We distribute educational materials and visit schools to teach children and adults how to understand dogs better so they can avoid dog bites and reduce the risk of rabies.
In 2014 we conducted a mass dog sterilisation drive, sterilising and vaccinating more than 20,000 dogs in just 6 months.
Building on this massive effort, our teams continue to work in the State of Goa and have vaccinated a total of more than 100,000 dogs since the start of the project.
Likewise, our team in the city of Ranchi is doing an exceptional job, having vaccinated more than 75,000 dogs in the city and protecting the population and dogs alike to contract this vicious disease.

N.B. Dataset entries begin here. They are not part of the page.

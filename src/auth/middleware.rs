//! Authentication middleware that validates cookies, extends sessions, and handles redirects.

use axum::{
    extract::{FromRef, FromRequestParts, Request, State},
    http::{StatusCode, header::SET_COOKIE},
    middleware::Next,
    response::{IntoResponse, Redirect, Response},
};
use axum_extra::extract::{PrivateCookieJar, cookie::Key};
use axum_htmx::HxRedirect;
use time::Duration;

use crate::{
    AppState,
    auth::{
        cookie::{extend_auth_cookie_duration_if_needed, get_token_from_cookies},
        redirect::{build_log_in_redirect_url, build_log_in_redirect_url_from_target},
    },
    endpoints,
    timezone::get_local_offset,
};

/// The state needed for the auth middleware
#[derive(Clone)]
pub struct AuthState {
    /// The key to be used for signing and encrypting private cookies.
    pub cookie_key: Key,
    /// The duration for which cookies used for authentication are valid.
    pub cookie_duration: Duration,
    /// The local timezone as a canonical timezone name, e.g. "Africa/Casablanca".
    pub local_timezone: String,
}

impl FromRef<AppState> for AuthState {
    fn from_ref(state: &AppState) -> Self {
        Self {
            cookie_key: state.cookie_key.clone(),
            cookie_duration: state.cookie_duration,
            local_timezone: state.local_timezone.clone(),
        }
    }
}

impl FromRef<AuthState> for Key {
    fn from_ref(state: &AuthState) -> Self {
        state.cookie_key.clone()
    }
}

/// Check the auth cookie, insert the [UserID](crate::auth::UserID) into the request
/// extensions and extend the session.
///
/// Requests without a valid cookie get the response built by `get_redirect` from the
/// log-in URL.
async fn auth_guard_internal(
    state: AuthState,
    request: Request,
    next: Next,
    get_redirect: impl Fn(&str) -> Response,
) -> Response {
    let log_in_redirect_url = build_log_in_redirect_url(&request).unwrap_or_else(|| {
        tracing::warn!(
            "Could not build a redirect URL for {}. Falling back to the dashboard.",
            request.uri().path()
        );

        build_log_in_redirect_url_from_target(endpoints::DASHBOARD_VIEW)
            .unwrap_or_else(|| endpoints::LOG_IN_VIEW.to_owned())
    });

    let Some(local_offset) = get_local_offset(&state.local_timezone) else {
        tracing::error!(
            "Unknown timezone {}. Redirecting to log in page.",
            state.local_timezone
        );
        return get_redirect(&log_in_redirect_url);
    };

    let (mut parts, body) = request.into_parts();
    let jar = match PrivateCookieJar::from_request_parts(&mut parts, &state).await {
        Ok(jar) => jar,
        Err(error) => {
            tracing::error!("Error getting cookie jar: {error:?}. Redirecting to log in page.");
            return get_redirect(&log_in_redirect_url);
        }
    };
    let user_id = match get_token_from_cookies(&jar) {
        Ok(token) => token.user_id,
        Err(error) => {
            tracing::debug!("Rejected auth cookie: {error}");
            return get_redirect(&log_in_redirect_url);
        }
    };

    parts.extensions.insert(user_id);
    let response = next.run(Request::from_parts(parts, body)).await;

    let (mut parts, body) = response.into_parts();
    let jar = match extend_auth_cookie_duration_if_needed(
        jar.clone(),
        state.cookie_duration.max(Duration::minutes(5)),
        local_offset,
    ) {
        Ok(updated_jar) => updated_jar,
        Err(error) => {
            tracing::error!("Error extending cookie duration: {error}. Keeping the old cookie.");
            jar
        }
    };

    for (key, value) in jar.into_response().headers().iter() {
        if key == SET_COOKIE {
            parts.headers.append(key, value.to_owned());
        }
    }

    Response::from_parts(parts, body)
}

/// Page middleware: redirects to the log-in page when the auth cookie is missing or invalid.
///
/// Route handlers can use `Extension(user_id): Extension<UserID>` to receive the user ID.
pub async fn auth_guard(State(state): State<AuthState>, request: Request, next: Next) -> Response {
    auth_guard_internal(state, request, next, |redirect_url| {
        Redirect::to(redirect_url).into_response()
    })
    .await
}

/// htmx middleware: like [auth_guard], but redirects with the `HX-Redirect` header.
pub async fn auth_guard_hx(
    State(state): State<AuthState>,
    request: Request,
    next: Next,
) -> Response {
    auth_guard_internal(state, request, next, |redirect_url| {
        (HxRedirect(redirect_url.to_owned()), StatusCode::OK).into_response()
    })
    .await
}

#[cfg(test)]
mod auth_guard_tests {
    use axum::{
        Extension, Router,
        extract::State,
        middleware,
        response::Html,
        routing::{get, post},
    };
    use axum_extra::extract::{
        PrivateCookieJar,
        cookie::{Cookie, Key, SameSite},
    };
    use axum_test::TestServer;
    use sha2::Digest;
    use time::{Duration, OffsetDateTime};

    use crate::{
        Error,
        auth::{COOKIE_TOKEN, DEFAULT_COOKIE_DURATION, UserID, set_auth_cookie},
        endpoints::{self, format_endpoint},
        timezone::get_local_offset,
    };

    use super::{AuthState, auth_guard, auth_guard_hx};

    async fn test_handler(Extension(user_id): Extension<UserID>) -> Html<String> {
        Html(format!("<h1>Bonjour utilisateur {user_id}</h1>"))
    }

    async fn stub_log_in_route(
        State(state): State<AuthState>,
        jar: PrivateCookieJar,
    ) -> Result<PrivateCookieJar, Error> {
        let local_offset = get_local_offset(&state.local_timezone).unwrap();

        set_auth_cookie(jar, UserID::new(1), state.cookie_duration, local_offset)
    }

    const TEST_LOG_IN_ROUTE_PATH: &str = "/log_in/{user_id}";
    const TEST_PROTECTED_ROUTE: &str = "/protege";
    const TEST_API_ROUTE: &str = "/api/protege";

    fn get_state(cookie_duration: Duration) -> AuthState {
        let hash = sha2::Sha512::digest("nafstenoas");

        AuthState {
            cookie_key: Key::from(&hash),
            cookie_duration,
            local_timezone: "Africa/Casablanca".to_owned(),
        }
    }

    fn get_test_server(cookie_duration: Duration) -> TestServer {
        let state = get_state(cookie_duration);
        let app = Router::new()
            .route(TEST_PROTECTED_ROUTE, get(test_handler))
            .route_layer(middleware::from_fn_with_state(state.clone(), auth_guard))
            .route(TEST_LOG_IN_ROUTE_PATH, post(stub_log_in_route))
            .with_state(state);

        TestServer::try_new(app).expect("Could not create test server.")
    }

    fn get_test_server_hx() -> TestServer {
        let state = get_state(DEFAULT_COOKIE_DURATION);
        let app = Router::new()
            .route(TEST_API_ROUTE, get(test_handler))
            .route_layer(middleware::from_fn_with_state(state.clone(), auth_guard_hx))
            .with_state(state);

        TestServer::try_new(app).expect("Could not create test server.")
    }

    fn log_in_location(target: &str) -> String {
        let query = serde_urlencoded::to_string([("redirect_url", target)]).unwrap();

        format!("{}?{}", endpoints::LOG_IN_VIEW, query)
    }

    #[tokio::test]
    async fn valid_cookie_passes_user_id_to_handler() {
        let server = get_test_server(DEFAULT_COOKIE_DURATION);
        let response = server
            .post(&format_endpoint(TEST_LOG_IN_ROUTE_PATH, 1))
            .await;
        response.assert_status_ok();
        let token_cookie = response.cookie(COOKIE_TOKEN);

        let response = server
            .get(TEST_PROTECTED_ROUTE)
            .add_cookie(token_cookie)
            .await;

        response.assert_status_ok();
        assert!(response.text().contains("Bonjour utilisateur 1"));
    }

    #[tokio::test]
    async fn auth_guard_extends_short_cookie() {
        let server = get_test_server(Duration::seconds(5));
        let response = server
            .post(&format_endpoint(TEST_LOG_IN_ROUTE_PATH, 1))
            .await;
        let jar = response.cookies();

        let response = server.get(TEST_PROTECTED_ROUTE).add_cookies(jar).await;

        let auth_cookie = response.cookie(COOKIE_TOKEN);
        let expires = auth_cookie.expires_datetime().unwrap();
        let want = OffsetDateTime::now_utc() + Duration::minutes(5);
        assert!(
            (expires - want).abs() < Duration::seconds(2),
            "got expiry {expires:?}, want {want:?}"
        );
        assert_eq!(auth_cookie.secure(), Some(true));
        assert_eq!(auth_cookie.http_only(), Some(true));
        assert_eq!(auth_cookie.same_site(), Some(SameSite::Strict));
    }

    #[tokio::test]
    async fn missing_cookie_redirects_to_log_in() {
        let server = get_test_server(DEFAULT_COOKIE_DURATION);

        let response = server.get(TEST_PROTECTED_ROUTE).await;

        response.assert_status_see_other();
        assert_eq!(
            response.header("location"),
            log_in_location(TEST_PROTECTED_ROUTE)
        );
    }

    #[tokio::test]
    async fn invalid_cookie_redirects_to_log_in() {
        let server = get_test_server(DEFAULT_COOKIE_DURATION);

        let response = server
            .get(TEST_PROTECTED_ROUTE)
            .add_cookie(Cookie::build((COOKIE_TOKEN, "FOOBAR")).build())
            .await;

        response.assert_status_see_other();
        assert_eq!(
            response.header("location"),
            log_in_location(TEST_PROTECTED_ROUTE)
        );
    }

    #[tokio::test]
    async fn api_route_uses_hx_current_url_for_redirect() {
        let server = get_test_server_hx();
        let current_url = "/cheques?statut=en_attente";

        let response = server
            .get(TEST_API_ROUTE)
            .add_header("HX-Request", "true")
            .add_header("HX-Current-URL", current_url)
            .await;

        response.assert_status_ok();
        assert_eq!(response.header("hx-redirect"), log_in_location(current_url));
    }
}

In 2016, we vaccinated over 81,000 dogs across our projects in Goa and Ranchi. There has even been a clear decline in human rabies deaths in Goa from 17 in 2014, 5 in 2015, and only 1 in 2016!
tech specmercedes-benz zetros 6x6
|7.2 l six cylinder in-line|
|Reinforced frame, 300-litre steel fuel tank, front and rear stabilisers|
|7m Vipex Vector|
|Rear self-supporting hydraulic pod, automatic folding floor and fold-down stabilising legs.|
Specialised Medical Kit
|Elkin Digital X-Ray, M-Turbo Sonosite Ultrasound, Oxymat 3 O2 Generator, Integrated anaesthetic and dental units|
|55 inch LED Screen on the outside of the truck body linked to cameras in the op theatre for training and presentations|
|2.5m wind-out awning and medical tent for operating workshops, external water supply and generators, lights and full field equipment|
|Integrated satellite, tracking and GPS|
|1 internal, 6 external|
|Living quarters with kitchen area, toilet/shower, sleeps 3.|
Our vehicle is unique.
It is the world's only all-terrain, entirely self-sufficient, mobile veterinary hospital, capable of running outreach campaigns, training courses and mobile clinics. It has comprehensive expedition capability and can provide veterinary resources in places where no-one else can get to and where they are most desperately needed.
Our incredible mobile veterinary hospital truck was designed and built in the UK and shipped to India under support from the Animal Welfare Board of India.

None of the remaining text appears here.